And nothing that ever was born or evolved,
Nothing created by light or force,
But deep in its system there lies dissolved
A shining drop from the Great Love Source;
A shining drop that shall live for aye—
Though kingdoms may perish and stars decay.
KEEP OUT OF THE PAST.
KEEP out of the Past! for its highways
Are damp with malarial gloom;
Its gardens are sere and its forests are drear.
And everywhere molders a tomb.
Who seeks to regain its lost pleasures,
Finds only a rose turned to dust;
And its storehouse of wonderful treasures
Are covered and coated with rust.
Keep out of the Past. It is haunted:
He who in its avenues gropes,
Shall find there the ghost of a joy prized the most,
And a skeleton throng of dead hopes.
In place of its beautiful rivers,
Are pools that are stagnant with slime;
And these graves gleaming in a phosphoric light,
Hide dreams that were slain in their prime.
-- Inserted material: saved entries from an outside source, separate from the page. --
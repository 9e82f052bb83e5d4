//! Depth-bounded traversal over embedded JSON data.
//!
//! Structured-data blobs on commerce pages nest arbitrarily deep and are
//! occasionally adversarial, so every walk carries an explicit depth budget
//! instead of trusting the input.

use serde_json::Value;

/// Visits `value` and every descendant down to `max_depth` levels, calling
/// `visit` on each node. Children beyond the budget are skipped silently.
pub fn walk_json<'a>(value: &'a Value, max_depth: usize, visit: &mut dyn FnMut(&'a Value)) {
    visit(value);
    if max_depth == 0 {
        return;
    }
    match value {
        Value::Object(map) => {
            for child in map.values() {
                walk_json(child, max_depth - 1, visit);
            }
        }
        Value::Array(items) => {
            for child in items {
                walk_json(child, max_depth - 1, visit);
            }
        }
        _ => {}
    }
}

/// Case-insensitive field lookup on a JSON object. Returns the first value
/// whose key matches any of `names` after lowercasing.
pub fn field<'a>(object: &'a serde_json::Map<String, Value>, names: &[&str]) -> Option<&'a Value> {
    for (key, value) in object {
        let key = key.to_lowercase();
        if names.iter().any(|n| *n == key) {
            return Some(value);
        }
    }
    None
}

/// Renders a scalar JSON value as a string; objects, arrays, and null give
/// `None`.
pub fn scalar_string(value: &Value) -> Option<String> {
    match value {
        Value::String(s) => {
            let trimmed = s.trim();
            if trimmed.is_empty() {
                None
            } else {
                Some(trimmed.to_string())
            }
        }
        Value::Number(n) => Some(n.to_string()),
        Value::Bool(b) => Some(b.to_string()),
        _ => None,
    }
}
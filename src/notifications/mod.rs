use rust_decimal::Decimal;
use rust_decimal::prelude::ToPrimitive;
use serde::Serialize;
use serde_json::json;

use crate::models::{Notification, NotificationKind, StockStatus, TrackedItem};

pub mod alert;

pub use alert::{AlertGate, AlertSink, NullAlertSink, StockAlert, WebhookAlertSink};

/// Price movement between the stored observation and a fresh one. A first
/// observation carries `old = None` and counts as a change.
#[derive(Debug, Clone, Default, PartialEq, Serialize)]
pub struct PriceDelta {
    pub old: Option<Decimal>,
    pub new: Option<Decimal>,
    pub percent_change: Option<f64>,
}

impl PriceDelta {
    pub fn compute(old: Option<Decimal>, new: Option<Decimal>) -> Self {
        let percent_change = match (old, new) {
            (Some(old), Some(new)) if !old.is_zero() => {
                ((new - old) * Decimal::from(100) / old).to_f64()
            }
            _ => None,
        };
        Self {
            old,
            new,
            percent_change,
        }
    }

    pub fn changed(&self) -> bool {
        self.new.is_some() && self.new != self.old
    }

    pub fn dropped(&self) -> bool {
        matches!((self.old, self.new), (Some(old), Some(new)) if new < old)
    }

    /// Positive magnitude of a drop, None when the price did not fall.
    pub fn drop_percent(&self) -> Option<f64> {
        self.dropped()
            .then(|| self.percent_change.map(f64::abs))
            .flatten()
    }
}

/// Stock movement between the stored observation and a fresh one.
#[derive(Debug, Clone, Default, PartialEq, Serialize)]
pub struct StockDelta {
    pub old_status: Option<StockStatus>,
    pub new_status: Option<StockStatus>,
}

impl StockDelta {
    pub fn compute(old_status: Option<StockStatus>, new_status: Option<StockStatus>) -> Self {
        Self {
            old_status,
            new_status,
        }
    }

    pub fn changed(&self) -> bool {
        self.new_status.is_some() && self.new_status != self.old_status
    }

    /// A transition into `in_stock` from out-of-stock, unknown, or never
    /// observed. Low-stock and preorder items were already orderable, so
    /// moving from those does not count.
    pub fn went_in_stock(&self) -> bool {
        self.new_status == Some(StockStatus::InStock)
            && matches!(
                self.old_status,
                None | Some(StockStatus::OutOfStock) | Some(StockStatus::Unknown)
            )
    }

    pub fn went_out_of_stock(&self) -> bool {
        self.old_status == Some(StockStatus::InStock)
            && self.new_status == Some(StockStatus::OutOfStock)
    }
}

/// Presentation context threaded through so titles and bodies can name the
/// product instead of a variant id.
#[derive(Debug, Clone)]
pub struct NotificationContext<'a> {
    pub product_name: &'a str,
    pub url: &'a str,
    pub currency: Option<&'a str>,
    pub confidence: Option<i64>,
}

pub fn format_price(amount: Decimal, currency: Option<&str>) -> String {
    match currency {
        Some("USD") => format!("${amount}"),
        Some(code) => format!("{code} {amount}"),
        None => amount.to_string(),
    }
}

fn status_label(status: Option<StockStatus>) -> &'static str {
    match status {
        Some(StockStatus::InStock) => "in stock",
        Some(StockStatus::OutOfStock) => "out of stock",
        Some(StockStatus::LowStock) => "low stock",
        Some(StockStatus::Preorder) => "preorder",
        Some(StockStatus::Unknown) | None => "unknown",
    }
}

/// Applies the per-item rules to one check's deltas. Each rule is evaluated
/// independently; zero or more notifications come back for the caller to
/// persist in the same transaction as the history rows.
pub fn decide(
    item: &TrackedItem,
    price: &PriceDelta,
    stock: &StockDelta,
    ctx: &NotificationContext<'_>,
) -> Vec<Notification> {
    let mut fired = Vec::new();

    if item.notify_on_price_drop && price.dropped() {
        let drop = price.drop_percent().unwrap_or(0.0);
        if drop >= item.price_drop_percent {
            let (old, new) = (price.old.unwrap_or_default(), price.new.unwrap_or_default());
            fired.push(build(
                item,
                NotificationKind::PriceDrop,
                format!("Price drop: {}", ctx.product_name),
                format!(
                    "{} fell from {} to {} ({drop:.1}% off)",
                    ctx.product_name,
                    format_price(old, ctx.currency),
                    format_price(new, ctx.currency),
                ),
                json!({
                    "old_price": old,
                    "new_price": new,
                    "percent_change": price.percent_change,
                    "url": ctx.url,
                }),
            ));
        }
    }

    let back_in_stock = item.notify_on_back_in_stock && stock.went_in_stock();
    if back_in_stock {
        fired.push(build(
            item,
            NotificationKind::BackInStock,
            format!("Back in stock: {}", ctx.product_name),
            format!("{} is available again", ctx.product_name),
            json!({
                "old_status": stock.old_status,
                "new_status": stock.new_status,
                "confidence": ctx.confidence,
                "url": ctx.url,
            }),
        ));
    }

    // back_in_stock already covers this cycle's transition, so a generic
    // stock_change would be a duplicate
    if item.notify_on_any_stock_change && stock.changed() && !back_in_stock {
        fired.push(build(
            item,
            NotificationKind::StockChange,
            format!("Stock change: {}", ctx.product_name),
            format!(
                "{} went from {} to {}",
                ctx.product_name,
                status_label(stock.old_status),
                status_label(stock.new_status),
            ),
            json!({
                "old_status": stock.old_status,
                "new_status": stock.new_status,
                "url": ctx.url,
            }),
        ));
    }

    if let (Some(target), Some(new)) = (item.target_price, price.new) {
        if price.changed() && new <= target {
            fired.push(build(
                item,
                NotificationKind::ThresholdMet,
                format!("Target price met: {}", ctx.product_name),
                format!(
                    "{} is now {}, at or below your target of {}",
                    ctx.product_name,
                    format_price(new, ctx.currency),
                    format_price(target, ctx.currency),
                ),
                json!({
                    "target_price": target,
                    "new_price": new,
                    "url": ctx.url,
                }),
            ));
        }
    }

    fired
}

fn build(
    item: &TrackedItem,
    kind: NotificationKind,
    title: String,
    body: String,
    metadata: serde_json::Value,
) -> Notification {
    Notification::new(
        item.id.clone(),
        item.user_id.clone(),
        item.variant_id.clone(),
        kind,
        title,
        body,
        Some(metadata),
    )
}
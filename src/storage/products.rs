use sqlx::SqliteConnection;

use crate::Result;
use crate::models::Product;

pub async fn insert(conn: &mut SqliteConnection, product: &Product) -> Result<()> {
    sqlx::query(
        r#"
        INSERT INTO products
            (id, url, canonical_url, name, vendor, main_image_url,
             metadata_json, created_at, updated_at)
        VALUES (?, ?, ?, ?, ?, ?, ?, ?, ?)
        "#,
    )
    .bind(&product.id)
    .bind(&product.url)
    .bind(&product.canonical_url)
    .bind(&product.name)
    .bind(&product.vendor)
    .bind(&product.main_image_url)
    .bind(&product.metadata_json)
    .bind(product.created_at)
    .bind(product.updated_at)
    .execute(conn)
    .await?;

    Ok(())
}

pub async fn update(conn: &mut SqliteConnection, product: &Product) -> Result<()> {
    sqlx::query(
        r#"
        UPDATE products SET
            canonical_url = ?,
            name = ?,
            vendor = ?,
            main_image_url = ?,
            metadata_json = ?,
            updated_at = ?
        WHERE id = ?
        "#,
    )
    .bind(&product.canonical_url)
    .bind(&product.name)
    .bind(&product.vendor)
    .bind(&product.main_image_url)
    .bind(&product.metadata_json)
    .bind(product.updated_at)
    .bind(&product.id)
    .execute(conn)
    .await?;

    Ok(())
}

pub async fn find_by_id(conn: &mut SqliteConnection, id: &str) -> Result<Option<Product>> {
    let product = sqlx::query_as::<_, Product>("SELECT * FROM products WHERE id = ?")
        .bind(id)
        .fetch_optional(conn)
        .await?;

    Ok(product)
}

/// Looks a product up by its fetch URL or by the canonical URL a previous
/// extraction recorded, so the same page reached through either address
/// resolves to one row.
pub async fn find_by_url(conn: &mut SqliteConnection, url: &str) -> Result<Option<Product>> {
    let product = sqlx::query_as::<_, Product>(
        "SELECT * FROM products WHERE url = ? OR canonical_url = ? LIMIT 1",
    )
    .bind(url)
    .bind(url)
    .fetch_optional(conn)
    .await?;

    Ok(product)
}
Keep out of the Past. It is lonely,
And barren and bleak to the view;
Its fires have grown cold, and its stories are old—
Turn, turn to the Present—the New:
To-day leads you up to the hilltops
That are kissed by the radiant sun,
To-day shows no tomb, life’s hopes are in bloom,
And to-day holds a prize to be won.
THE FAULT OF THE AGE.
THE fault of the age is a mad endeavor
To leap to heights that were made to climb:
By a burst of strength, of a thought most clever,
We plan to forestall and outwit Time.
We scorn to wait for the thing worth having;
We want high noon at the day’s dim dawn;
We find no pleasure in toiling and saving,
As our forefathers did in the old times gone.